Kristen Lee is a Teacher Librarian at Escondido Elementary School in Stanford, California. Kristen has done 2 ALP book drives with her young students. Here are some great tips for success from her.
ALP: How did you learn about ALP?
Kristen Lee: I learned about ALP from one of my parent library volunteers. Then, the Palo Alto High School librarian, Rachel Kellerman (who was in my same grad school program at UC Berkeley with me) contacted me to see if Escondido would be willing to partner with her high school students.
ALP: Why did you decide to do a book drive?
Kristen Lee: I love introducing our students to ways they can think outside of their small world and help those who are less fortunate. I appreciated that we were not asking students for money, but just to donate the books that they had already read and were willing to let children who had no books enjoy now.
ALP: How did you encourage the kids to donate books? And how did you teach the students about Africa? Any creative or fun activities?
Kristen Lee: I showed students the slideshows and videos on the ALP website. The “Cinderella” video was particularly moving, and one of my students brought her Disney “Cinderella” book to donate the very next day.
As for teaching the students about Africa, I arranged for some of the PALY students from the Global Literacy Club to come and present to my students one year, and another year, the PALY librarian came to give a presentation. We looked up Swaziland and Malawi on the map and researched them online to use the information literacy skills we had already learned.
In our second ALP year (two years after the first), I also had pictures of the library we had helped to start in Swaziland because two of our Escondido students had relatives living in Swaziland who traveled to the new library, took pictures of our books being unpacked (and pictures of the actual boxes with their labels clearly showing Palo Alto as the originating city) and the books on the shelves of the new library. Having concrete evidence of our participation was highly motivating.
In both drives, I made sure to put information about our efforts in our parent newsletter, our e-news, and in my library blog.
ALP: How did Escondido raise the shipping funds?
Kristen Lee: We teamed with PALY High School. The high school students were in charge of raising the shipping funds and for packing the books (the librarian admitted that they weren’t as good about donating books), and we focused on getting the books donated. One year, my library volunteer, Pamela Hornik, underwrote the shipping costs on her own.
ALP: What have you learned from the ALP book drives, personally or professionally?

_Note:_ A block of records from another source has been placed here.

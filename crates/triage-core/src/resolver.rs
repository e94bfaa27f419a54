//! Turns a [`NotificationRef`] into the [`Attributes`] rules run against.
//!
//! Issues and pull requests are fetched by number (taken from the subject
//! URL); pull requests additionally pull their reviews, combined commit
//! status and check runs for the head commit. Releases need no API calls.
//! Anything else is skipped with a warning.

use crate::attributes::Attributes;
use crate::error::{Result, TriageError};
use crate::notification::{NotificationRef, SubjectKind};
use github_client::{Api, CheckRunList, CombinedStatus, Review};
use std::sync::Arc;
use tokio::sync::OnceCell;
use url::Url;

const APPROVED: &str = "APPROVED";
const PASSING_CONCLUSIONS: &[&str] = &["neutral", "skipped", "success"];

/// A notification ready for rule evaluation.
#[derive(Debug, Clone, PartialEq)]
pub struct Resolved {
    pub attributes: Attributes,
    /// Where `open` points the browser and what the listing links to.
    pub display_url: String,
}

/// Resolves notifications for a single run.
///
/// The authenticated login (`me`) is fetched on first use and shared by every
/// notification resolved through this instance.
pub struct Resolver {
    api: Arc<dyn Api>,
    me: OnceCell<String>,
}

impl Resolver {
    pub fn new(api: Arc<dyn Api>) -> Self {
        Self {
            api,
            me: OnceCell::new(),
        }
    }

    pub async fn me(&self) -> Result<String> {
        let login = self
            .me
            .get_or_try_init(|| async {
                let user = self.api.current_user().await?;
                Ok::<_, TriageError>(user.login)
            })
            .await?;
        Ok(login.clone())
    }

    /// `Ok(None)` for subject types rules cannot be written against.
    pub async fn resolve(&self, n: &NotificationRef) -> Result<Option<Resolved>> {
        if let SubjectKind::Unknown(kind) = &n.kind {
            tracing::warn!(
                subject_type = %kind,
                url = n.subject_url.as_deref().unwrap_or_default(),
                "Unknown subject type"
            );
            return Ok(None);
        }

        let me = self.me().await?;
        let mut attrs = Attributes::new(&n.title, &n.owner, &n.repo, me);

        let display_url = match n.kind {
            SubjectKind::Issue => self.fill_issue(n, &mut attrs).await?,
            SubjectKind::PullRequest => self.fill_pull_request(n, &mut attrs).await?,
            _ => {
                attrs.is_release = true;
                release_page(n)
            }
        };

        tracing::debug!(
            repo = %n.full_name(),
            number = attrs.number,
            state = %attrs.state,
            "resolved notification"
        );
        Ok(Some(Resolved {
            attributes: attrs,
            display_url,
        }))
    }

    async fn fill_issue(&self, n: &NotificationRef, attrs: &mut Attributes) -> Result<String> {
        attrs.is_issue = true;
        let number = subject_number(n)?;
        attrs.number = number as i64;

        let issue = self.api.get_issue(&n.owner, &n.repo, number).await?;
        attrs.state = issue.state;
        attrs.closed = issue.closed_at.is_some();
        attrs.labels = issue.labels.into_iter().map(|l| l.name).collect();
        attrs.assignees = issue.assignees.into_iter().map(|u| u.login).collect();
        attrs.author = issue.user.map(|u| u.login).unwrap_or_default();
        attrs.html_url = issue.html_url.clone();
        Ok(issue.html_url)
    }

    async fn fill_pull_request(&self, n: &NotificationRef, attrs: &mut Attributes) -> Result<String> {
        attrs.is_pull_request = true;
        let number = subject_number(n)?;
        attrs.number = number as i64;

        let pr = self.api.get_pull_request(&n.owner, &n.repo, number).await?;
        attrs.state = pr.state;
        attrs.draft = pr.draft;
        attrs.merged = pr.merged;
        attrs.mergeable = pr.mergeable.unwrap_or(false);
        attrs.mergeable_state = pr
            .mergeable_state
            .unwrap_or_else(|| crate::attributes::UNKNOWN.to_string());
        attrs.closed = pr.closed_at.is_some();
        attrs.labels = pr.labels.into_iter().map(|l| l.name).collect();
        attrs.reviewers = pr.requested_reviewers.into_iter().map(|u| u.login).collect();
        attrs.review_teams = pr.requested_teams.into_iter().map(|t| t.name).collect();
        attrs.assignees = pr.assignees.into_iter().map(|u| u.login).collect();
        attrs.author = pr.user.map(|u| u.login).unwrap_or_default();
        attrs.html_url = pr.html_url.clone();

        let sha = pr.head.sha;
        let (reviews, status, checks) = tokio::try_join!(
            self.api.list_reviews(&n.owner, &n.repo, number),
            self.api.combined_status(&n.owner, &n.repo, &sha),
            self.api.list_check_runs(&n.owner, &n.repo, &sha),
        )?;

        let (approved, review_states) = review_summary(reviews);
        attrs.approved = approved;
        attrs.review_states = review_states;
        attrs.status_passed = status_passed(&status);
        attrs.checks_passed = checks_passed(&checks);
        attrs.passed = attrs.status_passed && attrs.checks_passed;

        Ok(pr.html_url)
    }
}

/// The trailing number of `…/issues/42` or `…/pulls/42`.
fn subject_number(n: &NotificationRef) -> Result<u64> {
    let raw = n
        .subject_url
        .as_deref()
        .ok_or_else(|| TriageError::resolution(n.full_name(), "notification has no subject URL"))?;
    let url = Url::parse(raw)
        .map_err(|e| TriageError::resolution(raw, format!("failed to parse URL: {e}")))?;
    let last = url
        .path_segments()
        .and_then(|segments| segments.filter(|s| !s.is_empty()).last())
        .ok_or_else(|| TriageError::resolution(raw, "URL has no path"))?;
    last.parse::<u64>().map_err(|e| {
        TriageError::resolution(raw, format!("failed to parse number from URL: {e}"))
    })
}

fn release_page(n: &NotificationRef) -> String {
    if n.repo_html_url.is_empty() {
        String::new()
    } else {
        format!("{}/releases", n.repo_html_url)
    }
}

/// Walk reviews oldest first and stop at the first approval. Returns whether
/// one was found and every state seen up to and including it.
fn review_summary(mut reviews: Vec<Review>) -> (bool, Vec<String>) {
    reviews.sort_by_key(|r| r.submitted_at);
    let mut states = Vec::new();
    for review in reviews {
        let approved = review.state == APPROVED;
        states.push(review.state);
        if approved {
            return (true, states);
        }
    }
    (false, states)
}

fn status_passed(status: &CombinedStatus) -> bool {
    status.statuses.iter().all(|s| s.state == "success")
}

fn checks_passed(checks: &CheckRunList) -> bool {
    checks.check_runs.iter().all(|run| {
        run.status == "completed"
            && run
                .conclusion
                .as_deref()
                .is_some_and(|c| PASSING_CONCLUSIONS.contains(&c))
    })
}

Kristen Lee: I like empowering students to make a difference in age-appropriate ways. Given that I work in a library, what better way than a book donation project?! ALP provided me with a universally appealing way to help students who live far away in vastly different circumstances. We were able to make practical use of the information literacy skills I had been teaching. Finally, I loved how motivated students became when they realized that they had the power to help other students.
ALP: Any suggestions for others?
Kristen Lee: If you are thinking about an ALP drive, partnering up with another school is a wise way to be successful. My students and I would have been hard-pressed to pack the books and raise the shipping funds. However, those tasks were easy for the high school students. So… find another school, divide the work, and enjoy sharing the load.